Dataset entries
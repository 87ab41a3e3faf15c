//! egresswatch - Egress profile health checks and selection
//!
//! Probes a direct route and a set of HTTP/SOCKS proxies against a venue
//! endpoint, keeps per-profile health with cooldowns, and serves the best
//! usable profile over HTTP.

mod config;
mod probe;
mod profile;
mod selector;
mod venue;
mod web;

use config::ServerConfig;
use probe::NetworkProber;
use profile::ProfileRegistry;
use selector::{ProxySelector, RefreshManager, SelectorSettings};
use venue::VenueDiagnostics;
use web::Server;

use std::sync::Arc;
use tracing_subscriber::{layer::SubscriberExt, util::SubscriberInitExt};

#[tokio::main]
async fn main() -> Result<(), Box<dyn std::error::Error + Send + Sync>> {
    // Initialize logging
    tracing_subscriber::registry()
        .with(tracing_subscriber::fmt::layer())
        .with(tracing_subscriber::EnvFilter::from_default_env()
            .add_directive("egresswatch=info".parse()?))
        .init();

    // Load configuration
    let cfg = ServerConfig::load()?;
    tracing::info!("Starting egresswatch on port {}...", cfg.http_port);
    tracing::info!(
        "Probe target {} (timeout {:?}, cooldown {:?})",
        cfg.target_url,
        cfg.probe_timeout,
        cfg.cooldown
    );

    let registry = ProfileRegistry::from_config(&cfg)?;
    for profile in registry.all() {
        tracing::info!(
            "Profile {} ({}){}{}",
            profile.name,
            profile.kind,
            profile.masked_descriptor().map(|d| format!(" via {}", d)).unwrap_or_default(),
            if profile.enabled { "" } else { " [disabled]" }
        );
    }

    let settings = SelectorSettings::from_config(&cfg)?;
    let prober = Arc::new(NetworkProber::new());
    let selector = Arc::new(ProxySelector::new(registry, prober, settings));
    let venue = Arc::new(VenueDiagnostics::new(selector.clone(), &cfg.venue)?);

    // Optional background refresh
    let refresh = cfg.refresh_interval.map(|interval| {
        let manager = RefreshManager::new(selector.clone(), interval);
        manager.start();
        manager
    });

    // Start web server
    let server = Server::new(cfg, selector, venue);
    let served = server.start().await;

    if let Some(manager) = refresh {
        manager.stop().await;
    }

    served
}
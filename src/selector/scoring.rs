//! Best-profile selection over stored probe results.

use chrono::{DateTime, Utc};
use serde::Serialize;
use std::cmp::Ordering;
use std::collections::HashMap;

use crate::probe::ProbeResult;
use crate::profile::Profile;

/// Display label when nothing qualifies.
pub const NO_PROFILE_LABEL: &str = "None (all failed)";

/// Outcome of scoring all candidates.
#[derive(Debug, Clone, PartialEq, Serialize)]
pub struct SelectionDecision {
    pub ok: bool,
    pub chosen: Option<String>,
    /// Chosen name, or [`NO_PROFILE_LABEL`].
    pub active: String,
    pub reason: String,
    #[serde(skip_serializing_if = "Option::is_none")]
    pub failure_reason: Option<String>,
    pub candidates: usize,
}

/// Why an enabled profile is not a candidate.
enum Exclusion<'a> {
    Failed(&'a ProbeResult),
    CoolingDown(DateTime<Utc>),
}

fn exclusion<'a>(result: Option<&'a ProbeResult>, now: DateTime<Utc>) -> Option<Exclusion<'a>> {
    let result = result?;
    if !result.ok {
        return Some(Exclusion::Failed(result));
    }
    match result.cooldown_until {
        Some(until) if now < until => Some(Exclusion::CoolingDown(until)),
        _ => None,
    }
}

/// Lower sorts first: measured latency before unknown.
fn latency_key(result: Option<&ProbeResult>) -> (bool, u64) {
    match result.and_then(|r| r.latency_ms) {
        Some(ms) => (false, ms),
        None => (true, 0),
    }
}

/// Choose the best profile.
///
/// `entries` are the enabled profiles in configuration order, each with its
/// latest result (`None` when never probed, which counts as eligible).
/// Ties break on higher weight, then lower latency, then configuration order.
pub fn select_best(
    entries: &[(&Profile, Option<&ProbeResult>)],
    now: DateTime<Utc>,
) -> SelectionDecision {
    if entries.is_empty() {
        let reason = "no enabled profiles configured".to_string();
        return SelectionDecision {
            ok: false,
            chosen: None,
            active: NO_PROFILE_LABEL.to_string(),
            reason: reason.clone(),
            failure_reason: Some(reason),
            candidates: 0,
        };
    }

    let candidates: Vec<(usize, &Profile, Option<&ProbeResult>)> = entries
        .iter()
        .enumerate()
        .filter(|(_, (_, result))| exclusion(*result, now).is_none())
        .map(|(i, (profile, result))| (i, *profile, *result))
        .collect();

    let best = candidates.iter().min_by(|a, b| {
        b.1.weight
            .cmp(&a.1.weight)
            .then_with(|| latency_key(a.2).cmp(&latency_key(b.2)))
            .then_with(|| a.0.cmp(&b.0))
    });

    match best {
        Some((_, profile, result)) => {
            let detail = match result {
                Some(r) => format!(
                    "healthy: HTTP {} in {}ms",
                    r.http_status.map_or_else(|| "?".to_string(), |s| s.to_string()),
                    r.latency_ms.map_or_else(|| "?".to_string(), |ms| ms.to_string())
                ),
                None => "not yet probed, assumed healthy".to_string(),
            };
            SelectionDecision {
                ok: true,
                chosen: Some(profile.name.clone()),
                active: profile.name.clone(),
                reason: format!(
                    "{} {} (weight {}, {} of {} profiles eligible)",
                    profile.name,
                    detail,
                    profile.weight,
                    candidates.len(),
                    entries.len()
                ),
                failure_reason: None,
                candidates: candidates.len(),
            }
        }
        None => {
            let failure = failure_reason(entries, now);
            SelectionDecision {
                ok: false,
                chosen: None,
                active: NO_PROFILE_LABEL.to_string(),
                reason: format!("no eligible profile among {} enabled", entries.len()),
                failure_reason: Some(failure),
                candidates: 0,
            }
        }
    }
}

/// Summarize why nothing qualified, leading with the highest-weight profile.
fn failure_reason(entries: &[(&Profile, Option<&ProbeResult>)], now: DateTime<Utc>) -> String {
    let primary = entries
        .iter()
        .enumerate()
        .max_by(|(ia, (a, _)), (ib, (b, _))| a.weight.cmp(&b.weight).then(ib.cmp(ia)))
        .map(|(_, entry)| entry);

    let mut tally: HashMap<&str, usize> = HashMap::new();
    for (_, result) in entries {
        match exclusion(*result, now) {
            Some(Exclusion::Failed(r)) => {
                let class = r.error_class.map_or("unknown", |c| c.as_str());
                *tally.entry(class).or_default() += 1;
            }
            Some(Exclusion::CoolingDown(_)) => *tally.entry("cooldown").or_default() += 1,
            None => {}
        }
    }
    let mut tally: Vec<_> = tally.into_iter().collect();
    tally.sort_by(|a, b| match b.1.cmp(&a.1) {
        Ordering::Equal => a.0.cmp(b.0),
        other => other,
    });
    let tally = tally
        .iter()
        .map(|(class, n)| format!("{}={}", class, n))
        .collect::<Vec<_>>()
        .join(", ");

    let lead = match primary {
        Some((profile, result)) => match exclusion(*result, now) {
            Some(Exclusion::Failed(r)) => format!(
                "'{}' failed with {}",
                profile.name,
                r.failure_summary().unwrap_or_else(|| "unknown error".to_string())
            ),
            Some(Exclusion::CoolingDown(until)) => format!(
                "'{}' cooling down until {}",
                profile.name,
                until.to_rfc3339()
            ),
            None => format!("'{}' unavailable", profile.name),
        },
        None => "no profiles".to_string(),
    };

    format!("all {} profiles unavailable; {}; failures: {}", entries.len(), lead, tally)
}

### Task description
With nothing left out, print the data above exactly.

### Reply
repository 87ab41a3e3faf15c
//! egresswatch - Egress profile health checks and selection
//!
//! Probes a direct route and a set of HTTP/SOCKS proxies against a venue
//! endpoint, keeps per-profile health with cooldowns, and serves the best
//! usable profile over HTTP.

mod config;
mod probe;
mod profile;
mod selector;
mod venue;
mod web;

use config::ServerConfig;
use probe::NetworkProber;
use profile::ProfileRegistry;
use selector::{ProxySelector, RefreshManager, SelectorSettings};
use venue::VenueDiagnostics;
use web::Server;

use std::sync::Arc;
use tracing_subscriber::{layer::SubscriberExt, util::SubscriberInitExt};

#[tokio::main]
async fn main() -> Result<(), Box<dyn std::error::Error + Send + Sync>> {
    // Initialize logging
    tracing_subscriber::registry()
        .with(tracing_subscriber::fmt::layer())
        .with(tracing_subscriber::EnvFilter::from_default_env()
            .add_directive("egresswatch=info".parse()?))
        .init();

    // Load configuration
    let cfg = ServerConfig::load()?;
    tracing::info!("Starting egresswatch on port {}...", cfg.http_port);
    tracing::info!(
        "Probe target {} (timeout {:?}, cooldown {:?})",
        cfg.target_url,
        cfg.probe_timeout,
        cfg.cooldown
    );

    let registry = ProfileRegistry::from_config(&cfg)?;
    for profile in registry.all() {
        tracing::info!(
            "Profile {} ({}){}{}",
            profile.name,
            profile.kind,
            profile.masked_descriptor().map(|d| format!(" via {}", d)).unwrap_or_default(),
            if profile.enabled { "" } else { " [disabled]" }
        );
    }

    let settings = SelectorSettings::from_config(&cfg)?;
    let prober = Arc::new(NetworkProber::new());
    let selector = Arc::new(ProxySelector::new(registry, prober, settings));
    let venue = Arc::new(VenueDiagnostics::new(selector.clone(), &cfg.venue)?);

    // Optional background refresh
    let refresh = cfg.refresh_interval.map(|interval| {
        let manager = RefreshManager::new(selector.clone(), interval);
        manager.start();
        manager
    });

    // Start web server
    let server = Server::new(cfg, selector, venue);
    let served = server.start().await;

    if let Some(manager) = refresh {
        manager.stop().await;
    }

    served
}
filename src/selector/scoring.rs
//! Best-profile selection over stored probe results.

use chrono::{DateTime, Utc};
use serde::Serialize;
use std::cmp::Ordering;
use std::collections::HashMap;

use crate::probe::ProbeResult;
use crate::profile::Profile;

/// Display label when nothing qualifies.
pub const NO_PROFILE_LABEL: &str = "None (all failed)";

/// Outcome of scoring all candidates.
#[derive(Debug, Clone, PartialEq, Serialize)]
pub struct SelectionDecision {
    pub ok: bool,
    pub chosen: Option<String>,
    /// Chosen name, or [`NO_PROFILE_LABEL`].
    pub active: String,
    pub reason: String,
    #[serde(skip_serializing_if = "Option::is_none")]
    pub failure_reason: Option<String>,
    pub candidates: usize,
}

/// Why an enabled profile is not a candidate.
enum Exclusion<'a> {
    Failed(&'a ProbeResult),
    CoolingDown(DateTime<Utc>),
}

fn exclusion<'a>(result: Option<&'a ProbeResult>, now: DateTime<Utc>) -> Option<Exclusion<'a>> {
    let result = result?;
    if !result.ok {
        return Some(Exclusion::Failed(result));
    }
    match result.cooldown_until {
        Some(until) if now < until => Some(Exclusion::CoolingDown(until)),
        _ => None,
    }
}

/// Lower sorts first: measured latency before unknown.
fn latency_key(result: Option<&ProbeResult>) -> (bool, u64) {
    match result.and_then(|r| r.latency_ms) {
        Some(ms) => (false, ms),
        None => (true, 0),
    }
}

/// Choose the best profile.
///
/// `entries` are the enabled profiles in configuration order, each with its
/// latest result (`None` when never probed, which counts as eligible).
/// Ties break on higher weight, then lower latency, then configuration order.
pub fn select_best(
    entries: &[(&Profile, Option<&ProbeResult>)],
    now: DateTime<Utc>,
) -> SelectionDecision {
    if entries.is_empty() {
        let reason = "no enabled profiles configured".to_string();
        return SelectionDecision {
            ok: false,
            chosen: None,
            active: NO_PROFILE_LABEL.to_string(),
            reason: reason.clone(),
            failure_reason: Some(reason),
            candidates: 0,
        };
    }

    let candidates: Vec<(usize, &Profile, Option<&ProbeResult>)> = entries
        .iter()
        .enumerate()
        .filter(|(_, (_, result))| exclusion(*result, now).is_none())
        .map(|(i, (profile, result))| (i, *profile, *result))
        .collect();

    let best = candidates.iter().min_by(|a, b| {
        b.1.weight
            .cmp(&a.1.weight)
            .then_with(|| latency_key(a.2).cmp(&latency_key(b.2)))
            .then_with(|| a.0.cmp(&b.0))
    });

    match best {
        Some((_, profile, result)) => {
            let detail = match result {
                Some(r) => format!(
                    "healthy: HTTP {} in {}ms",
                    r.http_status.map_or_else(|| "?".to_string(), |s| s.to_string()),
                    r.latency_ms.map_or_else(|| "?".to_string(), |ms| ms.to_string())
                ),
                None => "not yet probed, assumed healthy".to_string(),
            };
            SelectionDecision {
                ok: true,
                chosen: Some(profile.name.clone()),
                active: profile.name.clone(),
                reason: format!(
                    "{} {} (weight {}, {} of {} profiles eligible)",
                    profile.name,
                    detail,
                    profile.weight,
                    candidates.len(),
                    entries.len()
                ),
                failure_reason: None,
                candidates: candidates.len(),
            }
        }
        None => {
            let failure = failure_reason(entries, now);
            SelectionDecision {
                ok: false,
                chosen: None,
                active: NO_PROFILE_LABEL.to_string(),
                reason: format!("no eligible profile among {} enabled", entries.len()),
                failure_reason: Some(failure),
                candidates: 0,
            }
        }
    }
}

/// Summarize why nothing qualified, leading with the highest-weight profile.
fn failure_reason(entries: &[(&Profile, Option<&ProbeResult>)], now: DateTime<Utc>) -> String {
    let primary = entries
        .iter()
        .enumerate()
        .max_by(|(ia, (a, _)), (ib, (b, _))| a.weight.cmp(&b.weight).then(ib.cmp(ia)))
        .map(|(_, entry)| entry);

    let mut tally: HashMap<&str, usize> = HashMap::new();
    for (_, result) in entries {
        match exclusion(*result, now) {
            Some(Exclusion::Failed(r)) => {
                let class = r.error_class.map_or("unknown", |c| c.as_str());
                *tally.entry(class).or_default() += 1;
            }
            Some(Exclusion::CoolingDown(_)) => *tally.entry("cooldown").or_default() += 1,
            None => {}
        }
    }
    let mut tally: Vec<_> = tally.into_iter().collect();
    tally.sort_by(|a, b| match b.1.cmp(&a.1) {
        Ordering::Equal => a.0.cmp(b.0),
        other => other,
    });
    let tally = tally
        .iter()
        .map(|(class, n)| format!("{}={}", class, n))
        .collect::<Vec<_>>()
        .join(", ");

    let lead = match primary {
        Some((profile, result)) => match exclusion(*result, now) {
            Some(Exclusion::Failed(r)) => format!(
                "'{}' failed with {}",
                profile.name,
                r.failure_summary().unwrap_or_else(|| "unknown error".to_string())
            ),
            Some(Exclusion::CoolingDown(until)) => format!(
                "'{}' cooling down until {}",
                profile.name,
                until.to_rfc3339()
            ),
            None => format!("'{}' unavailable", profile.name),
        },
        None => "no profiles".to_string(),
    };

    format!("all {} profiles unavailable; {}; failures: {}", entries.len(), lead, tally)
}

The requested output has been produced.